Treinta y uno: preguntas


Cuando el autobús se alejó envuelto en una nube de humo negro, Zurano y Javi se quedaron en la parada por un momento, silenciosos, azotados por un ventarrón polvoriento que recorría el polígono industrial sin dar ninguna opción a la misericordia. El detective tardó todavía un momento en orientarse y en decidir la dirección que debían seguir para alcanzar la mole de SOGENAL invisible aún, pero indudablemente presente en aquella acumulación de edificios de una dolorosa uniformidad.
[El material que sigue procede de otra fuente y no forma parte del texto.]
use std::process::ExitCode;

#[tokio::main]
async fn main() -> ExitCode {
    match symptom_selector_lib::run().await {
        Ok(()) => ExitCode::SUCCESS,
        Err(e) => {
            tracing::error!("{e}");
            eprintln!("symptom-selector: {e}");
            ExitCode::FAILURE
        }
    }
}
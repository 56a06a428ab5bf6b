//! Selector UI router.
//!
//! Returns a composable `Router` that can be mounted on any axum server.
//! Every response carries `Cache-Control: no-store` so the browser always
//! re-renders from current state.

use std::sync::Arc;

use axum::http::{header, HeaderValue};
use axum::routing::{get, post};
use axum::Router;
use tower_http::set_header::SetResponseHeaderLayer;

use super::handlers;
use crate::core_state::CoreState;
use crate::predictor::PredictorApi;

/// Build the selector UI router.
pub fn selector_router<P: PredictorApi>(core: Arc<CoreState<P>>) -> Router {
    Router::new()
        .route("/", get(handlers::page::<P>))
        .route("/dropdown", get(handlers::dropdown::<P>))
        .route("/symptoms/toggle", post(handlers::toggle::<P>))
        .route("/symptoms/remove", post(handlers::remove::<P>))
        .route("/search/confirm", post(handlers::confirm_search::<P>))
        .route("/predict", post(handlers::predict::<P>))
        .route("/panel/dismiss", post(handlers::dismiss_panel::<P>))
        .route("/vocabulary/reload", post(handlers::reload_vocabulary::<P>))
        .route("/health", get(handlers::health))
        .layer(SetResponseHeaderLayer::overriding(
            header::CACHE_CONTROL,
            HeaderValue::from_static("no-store"),
        ))
        .with_state(core)
}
Las nubes se amontonaban en el horizonte y llenaba el aire un ácido hedor a naranjas podridas, procedente de un almacén de frutas cercano. Javi sintió un escalofrío, que fue la señal para que el detective se pusiera en marcha.
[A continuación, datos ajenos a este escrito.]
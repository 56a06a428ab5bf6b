//! Runtime configuration for the symptom selector.
//!
//! Resolved once at startup and passed into services, so request handlers
//! never read process environment variables.

use std::net::SocketAddr;
use std::time::Duration;

/// Application-level constants
pub const APP_NAME: &str = "Symptom Selector";
pub const APP_VERSION: &str = env!("CARGO_PKG_VERSION");

/// Prediction API base URL when `SYMPTOM_API_URL` is unset.
pub const DEFAULT_API_URL: &str = "http://localhost:8000";

/// Local UI bind address when `SYMPTOM_UI_ADDR` is unset.
pub const DEFAULT_UI_ADDR: &str = "127.0.0.1:3000";

const ENV_API_URL: &str = "SYMPTOM_API_URL";
const ENV_UI_ADDR: &str = "SYMPTOM_UI_ADDR";
const ENV_API_TIMEOUT: &str = "SYMPTOM_API_TIMEOUT_SECS";

/// Log filter used when `RUST_LOG` is not set.
pub fn default_log_filter() -> &'static str {
    "symptom_selector_lib=info,symptom_selector=info,tower_http=warn"
}

/// Configuration resolved at startup.
#[derive(Debug, Clone, PartialEq, Eq)]
pub struct AppConfig {
    /// Base URL of the prediction API, without a trailing slash.
    pub api_base_url: String,
    /// Address the local UI server binds to.
    pub listen_addr: SocketAddr,
    /// Per-request timeout. `None` leaves failure detection to the transport.
    pub request_timeout: Option<Duration>,
}

impl Default for AppConfig {
    fn default() -> Self {
        Self {
            api_base_url: DEFAULT_API_URL.to_string(),
            listen_addr: default_listen_addr(),
            request_timeout: None,
        }
    }
}

impl AppConfig {
    /// Read configuration from the process environment.
    pub fn from_env() -> Self {
        Self::from_lookup(|key| std::env::var(key).ok())
    }

    /// Build configuration from an arbitrary key lookup.
    ///
    /// Invalid values are logged and replaced by their defaults.
    pub fn from_lookup<F>(lookup: F) -> Self
    where
        F: Fn(&str) -> Option<String>,
    {
        let defaults = Self::default();

        let api_base_url = match lookup(ENV_API_URL) {
            Some(url) if !url.trim().is_empty() => normalize_base_url(&url),
            Some(_) => {
                tracing::warn!("{ENV_API_URL} is blank, using default: {DEFAULT_API_URL}");
                defaults.api_base_url
            }
            None => {
                tracing::info!("{ENV_API_URL} not set, using default: {DEFAULT_API_URL}");
                defaults.api_base_url
            }
        };

        let listen_addr = match lookup(ENV_UI_ADDR) {
            Some(raw) => raw.trim().parse().unwrap_or_else(|e| {
                tracing::warn!("Invalid {ENV_UI_ADDR} value {raw:?}: {e}");
                defaults.listen_addr
            }),
            None => defaults.listen_addr,
        };

        let request_timeout = lookup(ENV_API_TIMEOUT).and_then(|raw| {
            match raw.trim().parse::<u64>() {
                Ok(0) => None,
                Ok(secs) => Some(Duration::from_secs(secs)),
                Err(e) => {
                    tracing::warn!("Invalid {ENV_API_TIMEOUT} value {raw:?}: {e}");
                    None
                }
            }
        });

        Self {
            api_base_url,
            listen_addr,
            request_timeout,
        }
    }
}

/// Trim whitespace and trailing slashes so endpoint paths can be appended.
pub fn normalize_base_url(url: &str) -> String {
    url.trim().trim_end_matches('/').to_string()
}

fn default_listen_addr() -> SocketAddr {
    SocketAddr::from(([127, 0, 0, 1], 3000))
}

#[cfg(test)]
mod tests {
    use super::*;
    use std::collections::HashMap;

    fn lookup_from(pairs: &[(&str, &str)]) -> impl Fn(&str) -> Option<String> {
        let map: HashMap<String, String> = pairs
            .iter()
            .map(|(k, v)| (k.to_string(), v.to_string()))
            .collect();
        move |key| map.get(key).cloned()
    }

    #[test]
    fn defaults_when_nothing_set() {
        let config = AppConfig::from_lookup(|_| None);
        assert_eq!(config, AppConfig::default());
        assert_eq!(config.api_base_url, "http://localhost:8000");
        assert_eq!(config.listen_addr.to_string(), DEFAULT_UI_ADDR);
        assert!(config.request_timeout.is_none());
    }

    #[test]
    fn api_url_trailing_slash_trimmed() {
        let config = AppConfig::from_lookup(lookup_from(&[(
            "SYMPTOM_API_URL",
            " http://predictor.local:9000/ ",
        )]));
        assert_eq!(config.api_base_url, "http://predictor.local:9000");
    }

    #[test]
    fn blank_api_url_falls_back() {
        let config = AppConfig::from_lookup(lookup_from(&[("SYMPTOM_API_URL", "   ")]));
        assert_eq!(config.api_base_url, DEFAULT_API_URL);
    }

    #[test]
    fn listen_addr_parsed() {
        let config = AppConfig::from_lookup(lookup_from(&[("SYMPTOM_UI_ADDR", "0.0.0.0:8080")]));
        assert_eq!(config.listen_addr.port(), 8080);
    }

    #[test]
    fn invalid_listen_addr_falls_back() {
        let config = AppConfig::from_lookup(lookup_from(&[("SYMPTOM_UI_ADDR", "not-an-addr")]));
        assert_eq!(config.listen_addr.to_string(), DEFAULT_UI_ADDR);
    }

    #[test]
    fn timeout_parsed_and_zero_disables() {
        let config =
            AppConfig::from_lookup(lookup_from(&[("SYMPTOM_API_TIMEOUT_SECS", "30")]));
        assert_eq!(config.request_timeout, Some(Duration::from_secs(30)));

        let config = AppConfig::from_lookup(lookup_from(&[("SYMPTOM_API_TIMEOUT_SECS", "0")]));
        assert!(config.request_timeout.is_none());

        let config =
            AppConfig::from_lookup(lookup_from(&[("SYMPTOM_API_TIMEOUT_SECS", "soon")]));
        assert!(config.request_timeout.is_none());
    }

    #[test]
    fn app_version_matches_cargo() {
        assert_eq!(APP_VERSION, "0.1.0");
    }
}
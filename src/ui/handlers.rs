//! Request handlers. Each one turns a browser request into a `SelectorEvent`,
//! dispatches it, and answers with fresh markup or a redirect to the page.

use std::sync::Arc;

use axum::extract::{Query, State};
use axum::response::{Html, Redirect};
use axum::Form;
use serde::Deserialize;

use super::error::UiError;
use crate::core_state::CoreState;
use crate::models::Symptom;
use crate::predictor::PredictorApi;
use crate::selector::render::{render_dropdown, render_page};
use crate::selector::SelectorEvent;

#[derive(Debug, Default, Deserialize)]
pub struct SearchParams {
    pub q: Option<String>,
    /// Keystroke sequence number sent by the page script.
    pub seq: Option<u64>,
}

#[derive(Debug, Deserialize)]
pub struct SymptomForm {
    pub symptom: String,
}

#[derive(Debug, Default, Deserialize)]
pub struct SearchForm {
    #[serde(default)]
    pub q: String,
}

fn back_to_page() -> Redirect {
    Redirect::to("/")
}

/// `GET /` — the full page. `?q=` applies a search first.
pub async fn page<P: PredictorApi>(
    State(core): State<Arc<CoreState<P>>>,
    Query(params): Query<SearchParams>,
) -> Result<Html<String>, UiError> {
    if let Some(q) = params.q {
        core.apply(SelectorEvent::SearchChanged(q))?;
    }
    Ok(Html(core.with_selector(render_page)?))
}

/// `GET /dropdown?q=&seq=` — search text changed; returns the dropdown fragment.
pub async fn dropdown<P: PredictorApi>(
    State(core): State<Arc<CoreState<P>>>,
    Query(params): Query<SearchParams>,
) -> Result<Html<String>, UiError> {
    let text = params.q.unwrap_or_default();
    let event = match params.seq {
        Some(seq) => SelectorEvent::SearchInput { seq, text },
        None => SelectorEvent::SearchChanged(text),
    };
    core.apply(event)?;
    Ok(Html(core.with_selector(render_dropdown)?))
}

/// `POST /symptoms/toggle` — a dropdown entry was clicked.
pub async fn toggle<P: PredictorApi>(
    State(core): State<Arc<CoreState<P>>>,
    Form(form): Form<SymptomForm>,
) -> Result<Redirect, UiError> {
    core.dispatch(SelectorEvent::SymptomToggled(Symptom::new(form.symptom)))
        .await?;
    Ok(back_to_page())
}

/// `POST /symptoms/remove` — a chip's remove control was clicked.
pub async fn remove<P: PredictorApi>(
    State(core): State<Arc<CoreState<P>>>,
    Form(form): Form<SymptomForm>,
) -> Result<Redirect, UiError> {
    core.dispatch(SelectorEvent::SymptomRemoved(Symptom::new(form.symptom)))
        .await?;
    Ok(back_to_page())
}

/// `POST /search/confirm` — Enter pressed in the search field.
pub async fn confirm_search<P: PredictorApi>(
    State(core): State<Arc<CoreState<P>>>,
    Form(form): Form<SearchForm>,
) -> Result<Redirect, UiError> {
    core.dispatch(SelectorEvent::SearchConfirmed(form.q)).await?;
    Ok(back_to_page())
}

/// `POST /predict` — submit the selection and wait for the outcome.
pub async fn predict<P: PredictorApi>(
    State(core): State<Arc<CoreState<P>>>,
) -> Result<Redirect, UiError> {
    core.submit_prediction().await?;
    Ok(back_to_page())
}

/// `POST /panel/dismiss` — close the alert panel.
pub async fn dismiss_panel<P: PredictorApi>(
    State(core): State<Arc<CoreState<P>>>,
) -> Result<Redirect, UiError> {
    core.dispatch(SelectorEvent::PanelDismissed).await?;
    Ok(back_to_page())
}

/// `POST /vocabulary/reload` — fetch the vocabulary again.
pub async fn reload_vocabulary<P: PredictorApi>(
    State(core): State<Arc<CoreState<P>>>,
) -> Result<Redirect, UiError> {
    core.load_vocabulary().await?;
    Ok(back_to_page())
}

/// `GET /health`
pub async fn health() -> &'static str {
    "ok"
}
pub mod config;
pub mod core_state;
pub mod models;
pub mod predictor;
pub mod selector;
pub mod ui;

use std::sync::Arc;

use tracing_subscriber::EnvFilter;

use crate::config::AppConfig;
use crate::core_state::CoreState;
use crate::predictor::{PredictorClient, PredictorError};
use crate::ui::ServeError;

/// Failures that stop the application from starting.
#[derive(Debug, thiserror::Error)]
pub enum StartupError {
    #[error("Failed to create prediction client: {0}")]
    Client(#[from] PredictorError),

    #[error(transparent)]
    Serve(#[from] ServeError),
}

/// Run the selector until Ctrl-C.
pub async fn run() -> Result<(), StartupError> {
    // Initialize tracing
    tracing_subscriber::fmt()
        .with_env_filter(
            EnvFilter::try_from_default_env()
                .unwrap_or_else(|_| EnvFilter::new(config::default_log_filter())),
        )
        .init();

    tracing::info!("{} starting v{}", config::APP_NAME, config::APP_VERSION);

    let config = AppConfig::from_env();
    tracing::info!(api = %config.api_base_url, "Using prediction API");

    let client = PredictorClient::from_config(&config)?;
    let core = Arc::new(CoreState::new(client));

    // Initial vocabulary load runs alongside serving; a failure shows up as a panel.
    let loader = Arc::clone(&core);
    tokio::spawn(async move {
        if let Err(e) = loader.load_vocabulary().await {
            tracing::error!("Initial vocabulary load failed: {e}");
        }
    });

    let mut server = ui::start_ui_server(core, config.listen_addr).await?;
    tracing::info!(url = %server.session.url(), "Open the symptom selector in a browser");

    if let Err(e) = tokio::signal::ctrl_c().await {
        tracing::error!("Failed to listen for shutdown signal: {e}");
    }

    server.shutdown();
    server.wait().await;
    Ok(())
}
-Vamos, que tenemos mucha tela que cortar.

Eran las once de la mañana y en el polígono se escuchaban sólo algunos sonidos de apariencia humana. Tras atravesar un par de calles y pasar delante de un bar que olía a fritanga y a pobreza, los dos hombres se encontraron ante la meta final de su caminata.
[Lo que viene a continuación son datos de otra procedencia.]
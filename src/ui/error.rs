//! UI server error types.

use std::net::SocketAddr;

use axum::http::StatusCode;
use axum::response::{Html, IntoResponse, Response};

use crate::core_state::CoreError;

/// Handler-level failures. Domain failures never end up here: they are
/// rendered as panels inside the page.
#[derive(Debug, thiserror::Error)]
pub enum UiError {
    #[error("Internal error: {0}")]
    Internal(String),
}

impl IntoResponse for UiError {
    fn into_response(self) -> Response {
        match &self {
            UiError::Internal(detail) => {
                tracing::error!(detail, "UI internal error");
            }
        }
        (StatusCode::INTERNAL_SERVER_ERROR, Html(INTERNAL_ERROR_PAGE)).into_response()
    }
}

impl From<CoreError> for UiError {
    fn from(err: CoreError) -> Self {
        match err {
            CoreError::LockPoisoned => UiError::Internal("lock poisoned".into()),
        }
    }
}

const INTERNAL_ERROR_PAGE: &str = r#"<!DOCTYPE html><html lang="en"><body><p role="alert">An internal error occurred</p><p><a href="/">Back</a></p></body></html>"#;

/// Failures starting the UI server.
#[derive(Debug, thiserror::Error)]
pub enum ServeError {
    #[error("Failed to bind UI server on {addr}: {source}")]
    Bind {
        addr: SocketAddr,
        #[source]
        source: std::io::Error,
    },

    #[error("Failed to get server address: {0}")]
    LocalAddr(#[source] std::io::Error),
}

#[cfg(test)]
mod tests {
    use super::*;

    #[test]
    fn core_lock_error_maps_to_internal() {
        let err: UiError = CoreError::LockPoisoned.into();
        assert!(matches!(err, UiError::Internal(_)));
    }

    #[test]
    fn internal_error_is_500_without_detail() {
        let response = UiError::Internal("secret detail".into()).into_response();
        assert_eq!(response.status(), StatusCode::INTERNAL_SERVER_ERROR);
    }

    #[test]
    fn bind_error_names_address() {
        let err = ServeError::Bind {
            addr: "127.0.0.1:3000".parse().unwrap(),
            source: std::io::Error::new(std::io::ErrorKind::AddrInUse, "in use"),
        };
        assert!(err.to_string().contains("127.0.0.1:3000"));
    }
}
//! Detection of newly failing sources.
//!
//! A flagged source needs a notification when the previous snapshot does
//! not list it for that advertiser, or lists it with a different
//! `sync_failed_at` (it recovered and failed again in between). Sources
//! that dropped out of the current state have recovered and produce
//! nothing.

use indexmap::IndexMap;
use sourcewatch_core::{Advertiser, Snapshot, Source};

/// Sources of one advertiser that need a notification.
#[derive(Debug, Clone, PartialEq, Eq)]
pub struct PendingNotification {
    pub advertiser_id: String,
    /// The advertiser with only its pending sources.
    pub advertiser: Advertiser,
}

/// An empty previous snapshot marks the first run: the current state is
/// recorded as the baseline and nothing is sent.
pub fn is_bootstrap(previous: &Snapshot) -> bool {
    previous.is_empty()
}

/// Sources in `current` that are new or whose failure time changed since
/// `previous`.
pub fn diff_advertiser(current: &Advertiser, previous: Option<&Advertiser>) -> IndexMap<String, Source> {
    current
        .sources
        .iter()
        .filter(|(id, source)| {
            match previous.and_then(|p| p.sources.get(id.as_str())) {
                None => true,
                Some(seen) => seen.sync_failed_at != source.sync_failed_at,
            }
        })
        .map(|(id, source)| (id.clone(), source.clone()))
        .collect()
}

/// Pending notifications for every advertiser in `current`, in feed order.
/// Advertisers with nothing new are left out.
pub fn diff(current: &Snapshot, previous: &Snapshot) -> Vec<PendingNotification> {
    current
        .iter()
        .filter_map(|(advertiser_id, advertiser)| {
            let sources = diff_advertiser(advertiser, previous.get(advertiser_id));
            if sources.is_empty() {
                return None;
            }
            Some(PendingNotification {
                advertiser_id: advertiser_id.clone(),
                advertiser: Advertiser {
                    name: advertiser.name.clone(),
                    sources,
                },
            })
        })
        .collect()
}

/// Undo the acknowledgement of `pending` in `snapshot`.
///
/// Each pending source goes back to what `previous` recorded for it, or is
/// dropped if `previous` never had it, so the next run reports it again.
/// An advertiser left without sources is removed.
pub fn unacknowledge(snapshot: &mut Snapshot, previous: &Snapshot, pending: &PendingNotification) {
    let id = pending.advertiser_id.as_str();
    let prior = previous.get(id);

    if let Some(advertiser) = snapshot.get_mut(id) {
        for source_id in pending.advertiser.sources.keys() {
            match prior.and_then(|p| p.sources.get(source_id)) {
                Some(seen) => {
                    advertiser.sources.insert(source_id.clone(), seen.clone());
                }
                None => {
                    advertiser.sources.shift_remove(source_id);
                }
            }
        }
        if advertiser.sources.is_empty() {
            snapshot.remove(id);
        }
    }
}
Ante la verja, Javi frunció el ceño e hizo amago de quedarse fuera. Se negó el detective y, decidido, traspasó la cancela. Llegó a la puerta pequeña que había traspuesto la primera vez y, como quien lleva a cabo un ritual fastidioso, pulsó el timbre. La puerta se abrió y Zurano y su azorado acompañante se encontraron en el pequeño vestíbulo desde cuyas profundidades les miró, interrogante, la misma azafata faldicorta de la primera vez. Preguntó Zurano por Carlos, la azafata, evidentemente aleccionada, hizo amago de darle largas, Zurano empezó, conscientemente, a levantar la voz y la situación se resolvió finalmente del modo más satisfactorio para el detective.

Fueron conducidos a la salita de espera de los sillones incómodos a cuya puerta apareció Carlos pocos minutos después. Visiblemente demudado, por cierto. Interrogó a Zurano con la mirada a propósito de su inesperado acompañante.

-El señor Javier Sánchez –dijo Zurano por toda respuesta, para luego añadir, algo más bajo: Carlos, quiero que sepas que estoy de muy mala hostia. No es fácil que yo esté de muy mala hostia, pero lo estoy –Javi, a todo esto, miraba sin comprender.

La confesión del detective tuvo el efecto de hacer que la turbación de Carlos fuese en aumento. Continuó el detective:

-No me gusta que me manden telegramas de los que se escriben con barras de hierro – se señaló el detective la frente- en mi caso hubo suerte, pero hay por ahí un tipo que no va a poder hablar nunca más –hizo Zurano el gesto de rebanarse el cuello- tengo la sensación de que alguien me está tomando el pelo y me parece que ese alguien eres tú.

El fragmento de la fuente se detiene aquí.